→ Supplied data:
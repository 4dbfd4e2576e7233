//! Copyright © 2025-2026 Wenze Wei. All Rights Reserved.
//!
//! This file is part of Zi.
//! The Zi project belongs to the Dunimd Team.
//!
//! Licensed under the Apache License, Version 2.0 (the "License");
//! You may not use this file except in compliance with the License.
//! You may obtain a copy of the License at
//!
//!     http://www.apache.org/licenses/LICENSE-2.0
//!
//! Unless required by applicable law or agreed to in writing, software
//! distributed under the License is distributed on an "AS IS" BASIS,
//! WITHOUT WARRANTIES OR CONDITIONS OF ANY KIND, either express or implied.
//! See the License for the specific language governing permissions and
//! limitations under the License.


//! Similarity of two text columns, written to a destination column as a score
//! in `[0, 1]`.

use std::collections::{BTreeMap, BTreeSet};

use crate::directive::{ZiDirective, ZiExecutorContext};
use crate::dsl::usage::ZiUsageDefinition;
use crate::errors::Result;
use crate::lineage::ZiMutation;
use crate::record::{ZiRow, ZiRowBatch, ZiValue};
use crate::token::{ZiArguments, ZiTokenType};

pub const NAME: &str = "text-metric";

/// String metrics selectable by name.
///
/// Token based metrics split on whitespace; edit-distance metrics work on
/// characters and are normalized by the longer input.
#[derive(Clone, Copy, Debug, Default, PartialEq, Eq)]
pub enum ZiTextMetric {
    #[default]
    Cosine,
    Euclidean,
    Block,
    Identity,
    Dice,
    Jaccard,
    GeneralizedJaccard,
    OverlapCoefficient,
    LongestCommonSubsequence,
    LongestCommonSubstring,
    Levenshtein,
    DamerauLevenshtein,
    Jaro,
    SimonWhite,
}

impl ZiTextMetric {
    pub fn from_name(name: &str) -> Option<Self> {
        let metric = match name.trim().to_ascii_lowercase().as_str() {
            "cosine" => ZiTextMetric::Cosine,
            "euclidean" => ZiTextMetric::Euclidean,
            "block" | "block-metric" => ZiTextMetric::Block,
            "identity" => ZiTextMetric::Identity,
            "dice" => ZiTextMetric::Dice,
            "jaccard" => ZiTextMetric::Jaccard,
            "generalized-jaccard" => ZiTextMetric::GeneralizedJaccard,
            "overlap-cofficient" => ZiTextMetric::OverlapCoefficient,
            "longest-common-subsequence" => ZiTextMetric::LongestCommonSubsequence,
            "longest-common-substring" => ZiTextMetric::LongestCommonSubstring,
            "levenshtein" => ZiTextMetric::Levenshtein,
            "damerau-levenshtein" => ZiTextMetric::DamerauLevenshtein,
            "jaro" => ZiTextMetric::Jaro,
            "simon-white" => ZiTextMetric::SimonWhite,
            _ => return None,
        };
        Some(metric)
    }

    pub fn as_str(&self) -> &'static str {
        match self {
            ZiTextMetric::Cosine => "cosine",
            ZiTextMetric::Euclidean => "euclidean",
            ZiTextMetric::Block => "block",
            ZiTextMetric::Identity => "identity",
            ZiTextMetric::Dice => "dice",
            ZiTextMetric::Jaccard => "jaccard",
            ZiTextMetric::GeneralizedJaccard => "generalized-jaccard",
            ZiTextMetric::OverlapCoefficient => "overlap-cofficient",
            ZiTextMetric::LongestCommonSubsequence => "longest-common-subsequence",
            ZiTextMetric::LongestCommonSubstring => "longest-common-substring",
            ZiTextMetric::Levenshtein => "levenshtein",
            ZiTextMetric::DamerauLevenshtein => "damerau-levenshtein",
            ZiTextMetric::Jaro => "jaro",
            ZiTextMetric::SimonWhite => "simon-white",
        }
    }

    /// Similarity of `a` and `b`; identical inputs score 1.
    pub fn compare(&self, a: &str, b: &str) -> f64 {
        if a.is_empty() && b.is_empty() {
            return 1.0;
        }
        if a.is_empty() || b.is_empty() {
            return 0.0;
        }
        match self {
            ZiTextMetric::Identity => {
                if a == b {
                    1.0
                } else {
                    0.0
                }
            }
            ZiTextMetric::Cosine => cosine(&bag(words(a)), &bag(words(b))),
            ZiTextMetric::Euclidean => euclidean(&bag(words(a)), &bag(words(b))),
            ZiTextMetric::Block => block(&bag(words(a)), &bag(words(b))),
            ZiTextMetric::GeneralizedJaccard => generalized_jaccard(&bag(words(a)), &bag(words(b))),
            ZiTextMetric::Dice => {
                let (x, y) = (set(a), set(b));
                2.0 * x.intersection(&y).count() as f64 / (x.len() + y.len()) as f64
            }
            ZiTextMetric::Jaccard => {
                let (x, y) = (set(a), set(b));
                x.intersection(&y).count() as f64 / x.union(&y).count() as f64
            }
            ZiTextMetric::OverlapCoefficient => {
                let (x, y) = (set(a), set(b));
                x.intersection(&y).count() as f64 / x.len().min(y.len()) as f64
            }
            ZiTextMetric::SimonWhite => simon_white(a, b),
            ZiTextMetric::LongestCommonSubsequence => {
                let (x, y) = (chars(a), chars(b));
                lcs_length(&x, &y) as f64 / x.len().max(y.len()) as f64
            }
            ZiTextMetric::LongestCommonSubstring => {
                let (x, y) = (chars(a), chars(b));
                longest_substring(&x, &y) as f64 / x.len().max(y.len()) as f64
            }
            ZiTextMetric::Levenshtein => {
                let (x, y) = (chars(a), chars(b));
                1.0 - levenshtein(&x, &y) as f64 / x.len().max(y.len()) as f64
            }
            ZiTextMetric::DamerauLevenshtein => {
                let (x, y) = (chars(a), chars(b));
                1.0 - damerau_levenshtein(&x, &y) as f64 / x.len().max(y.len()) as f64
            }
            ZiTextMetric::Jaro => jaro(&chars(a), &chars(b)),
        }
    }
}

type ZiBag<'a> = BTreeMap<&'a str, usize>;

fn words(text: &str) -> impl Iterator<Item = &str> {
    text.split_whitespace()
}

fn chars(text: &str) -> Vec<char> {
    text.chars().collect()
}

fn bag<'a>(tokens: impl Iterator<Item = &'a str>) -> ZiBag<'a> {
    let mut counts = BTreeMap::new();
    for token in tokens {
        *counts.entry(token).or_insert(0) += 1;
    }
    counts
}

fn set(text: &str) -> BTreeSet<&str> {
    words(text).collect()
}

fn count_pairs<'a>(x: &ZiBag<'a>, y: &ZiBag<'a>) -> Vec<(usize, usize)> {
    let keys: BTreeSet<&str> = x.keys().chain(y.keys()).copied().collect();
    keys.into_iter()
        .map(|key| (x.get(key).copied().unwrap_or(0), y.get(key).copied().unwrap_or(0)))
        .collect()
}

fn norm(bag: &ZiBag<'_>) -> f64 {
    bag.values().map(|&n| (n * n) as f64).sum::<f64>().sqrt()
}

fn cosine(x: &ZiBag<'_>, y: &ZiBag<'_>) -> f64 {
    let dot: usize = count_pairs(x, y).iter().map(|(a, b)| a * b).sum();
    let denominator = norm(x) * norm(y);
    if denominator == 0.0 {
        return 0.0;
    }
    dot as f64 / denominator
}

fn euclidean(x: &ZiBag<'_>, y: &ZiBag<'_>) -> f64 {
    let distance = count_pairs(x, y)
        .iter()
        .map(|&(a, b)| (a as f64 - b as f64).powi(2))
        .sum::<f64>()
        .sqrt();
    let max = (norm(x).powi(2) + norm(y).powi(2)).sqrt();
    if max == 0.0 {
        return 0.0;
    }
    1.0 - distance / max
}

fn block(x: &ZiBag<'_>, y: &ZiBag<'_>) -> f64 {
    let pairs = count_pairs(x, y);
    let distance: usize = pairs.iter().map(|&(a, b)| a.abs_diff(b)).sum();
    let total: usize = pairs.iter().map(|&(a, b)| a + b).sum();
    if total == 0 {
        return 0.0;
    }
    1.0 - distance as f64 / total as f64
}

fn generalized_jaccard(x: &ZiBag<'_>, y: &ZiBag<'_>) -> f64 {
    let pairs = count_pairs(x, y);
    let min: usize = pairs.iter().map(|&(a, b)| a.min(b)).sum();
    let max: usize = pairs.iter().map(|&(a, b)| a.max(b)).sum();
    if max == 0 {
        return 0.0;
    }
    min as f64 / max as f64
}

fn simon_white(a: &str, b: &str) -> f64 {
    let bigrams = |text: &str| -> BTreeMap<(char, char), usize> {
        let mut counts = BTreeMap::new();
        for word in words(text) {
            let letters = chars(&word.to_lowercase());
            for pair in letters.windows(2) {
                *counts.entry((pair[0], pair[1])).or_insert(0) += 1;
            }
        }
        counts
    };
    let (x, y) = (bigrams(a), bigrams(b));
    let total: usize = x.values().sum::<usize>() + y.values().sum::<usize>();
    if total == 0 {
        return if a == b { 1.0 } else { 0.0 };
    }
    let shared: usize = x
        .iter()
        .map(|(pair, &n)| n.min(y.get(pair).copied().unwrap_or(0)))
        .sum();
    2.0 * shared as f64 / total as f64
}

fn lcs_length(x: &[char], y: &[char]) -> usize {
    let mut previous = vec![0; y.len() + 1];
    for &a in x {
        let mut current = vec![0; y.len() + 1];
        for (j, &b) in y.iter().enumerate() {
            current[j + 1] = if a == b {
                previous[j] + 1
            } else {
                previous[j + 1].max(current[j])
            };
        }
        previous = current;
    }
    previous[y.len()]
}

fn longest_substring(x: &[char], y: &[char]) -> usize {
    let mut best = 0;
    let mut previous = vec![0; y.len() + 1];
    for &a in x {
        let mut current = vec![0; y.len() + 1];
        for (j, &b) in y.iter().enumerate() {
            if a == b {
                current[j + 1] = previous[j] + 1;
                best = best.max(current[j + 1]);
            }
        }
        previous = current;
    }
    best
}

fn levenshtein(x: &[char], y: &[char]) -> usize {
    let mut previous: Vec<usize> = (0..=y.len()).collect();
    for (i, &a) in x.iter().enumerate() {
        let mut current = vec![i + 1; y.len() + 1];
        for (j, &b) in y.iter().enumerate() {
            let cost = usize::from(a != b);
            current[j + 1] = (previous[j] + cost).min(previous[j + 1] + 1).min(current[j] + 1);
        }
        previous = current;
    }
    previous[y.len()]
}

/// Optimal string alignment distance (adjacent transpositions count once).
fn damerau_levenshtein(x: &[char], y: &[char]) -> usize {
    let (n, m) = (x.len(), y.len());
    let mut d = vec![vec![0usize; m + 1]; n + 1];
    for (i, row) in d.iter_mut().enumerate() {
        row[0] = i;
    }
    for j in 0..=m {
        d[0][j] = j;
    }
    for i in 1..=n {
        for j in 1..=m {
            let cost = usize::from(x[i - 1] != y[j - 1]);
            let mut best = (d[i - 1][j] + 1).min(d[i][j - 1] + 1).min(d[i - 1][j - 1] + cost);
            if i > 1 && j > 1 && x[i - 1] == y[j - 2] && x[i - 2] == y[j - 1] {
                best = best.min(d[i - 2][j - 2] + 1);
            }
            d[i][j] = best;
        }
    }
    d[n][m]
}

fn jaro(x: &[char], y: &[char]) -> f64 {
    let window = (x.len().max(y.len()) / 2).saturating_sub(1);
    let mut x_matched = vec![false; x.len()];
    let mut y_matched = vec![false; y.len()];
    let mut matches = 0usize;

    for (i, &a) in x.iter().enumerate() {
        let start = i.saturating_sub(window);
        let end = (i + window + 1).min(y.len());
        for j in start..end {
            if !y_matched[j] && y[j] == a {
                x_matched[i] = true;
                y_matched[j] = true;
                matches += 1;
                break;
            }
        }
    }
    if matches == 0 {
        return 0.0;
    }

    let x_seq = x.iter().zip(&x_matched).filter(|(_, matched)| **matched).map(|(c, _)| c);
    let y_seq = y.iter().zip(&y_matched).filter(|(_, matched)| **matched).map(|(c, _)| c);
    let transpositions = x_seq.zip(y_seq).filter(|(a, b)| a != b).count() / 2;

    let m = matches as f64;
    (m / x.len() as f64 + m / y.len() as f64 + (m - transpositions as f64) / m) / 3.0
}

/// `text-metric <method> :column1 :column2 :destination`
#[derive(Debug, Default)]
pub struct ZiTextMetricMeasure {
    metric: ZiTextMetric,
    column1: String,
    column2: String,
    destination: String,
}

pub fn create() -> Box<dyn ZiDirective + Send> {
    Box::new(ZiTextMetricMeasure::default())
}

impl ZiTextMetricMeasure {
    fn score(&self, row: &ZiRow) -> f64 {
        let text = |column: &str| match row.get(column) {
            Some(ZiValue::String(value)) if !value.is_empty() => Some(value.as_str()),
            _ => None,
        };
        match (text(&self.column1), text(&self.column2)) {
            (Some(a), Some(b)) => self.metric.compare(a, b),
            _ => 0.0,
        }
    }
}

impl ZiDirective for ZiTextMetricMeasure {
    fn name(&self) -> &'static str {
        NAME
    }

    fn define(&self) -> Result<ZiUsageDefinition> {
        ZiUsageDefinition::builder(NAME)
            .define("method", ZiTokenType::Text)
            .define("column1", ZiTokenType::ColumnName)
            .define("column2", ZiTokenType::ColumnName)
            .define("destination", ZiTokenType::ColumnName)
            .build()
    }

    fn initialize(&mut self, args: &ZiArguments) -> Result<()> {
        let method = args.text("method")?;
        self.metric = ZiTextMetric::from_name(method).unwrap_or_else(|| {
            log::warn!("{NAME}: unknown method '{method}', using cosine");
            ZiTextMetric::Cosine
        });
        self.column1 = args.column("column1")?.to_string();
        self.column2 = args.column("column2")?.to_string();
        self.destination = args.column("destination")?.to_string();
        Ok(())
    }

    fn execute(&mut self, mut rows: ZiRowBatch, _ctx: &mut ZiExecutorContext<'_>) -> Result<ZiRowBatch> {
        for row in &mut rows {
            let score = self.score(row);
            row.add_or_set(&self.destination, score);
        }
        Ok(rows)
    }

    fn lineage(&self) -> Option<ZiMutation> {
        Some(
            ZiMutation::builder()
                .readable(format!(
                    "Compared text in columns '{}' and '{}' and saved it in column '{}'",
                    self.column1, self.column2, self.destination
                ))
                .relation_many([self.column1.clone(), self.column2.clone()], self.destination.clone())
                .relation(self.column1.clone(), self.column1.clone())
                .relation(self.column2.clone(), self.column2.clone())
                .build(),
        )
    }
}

→ Problem statement: Select every line above that contains the word "Iterator", and copy it.

→ Solution to this task:
fn words(text: &str) -> impl Iterator<Item = &str> {
fn bag<'a>(tokens: impl Iterator<Item = &'a str>) -> ZiBag<'a> {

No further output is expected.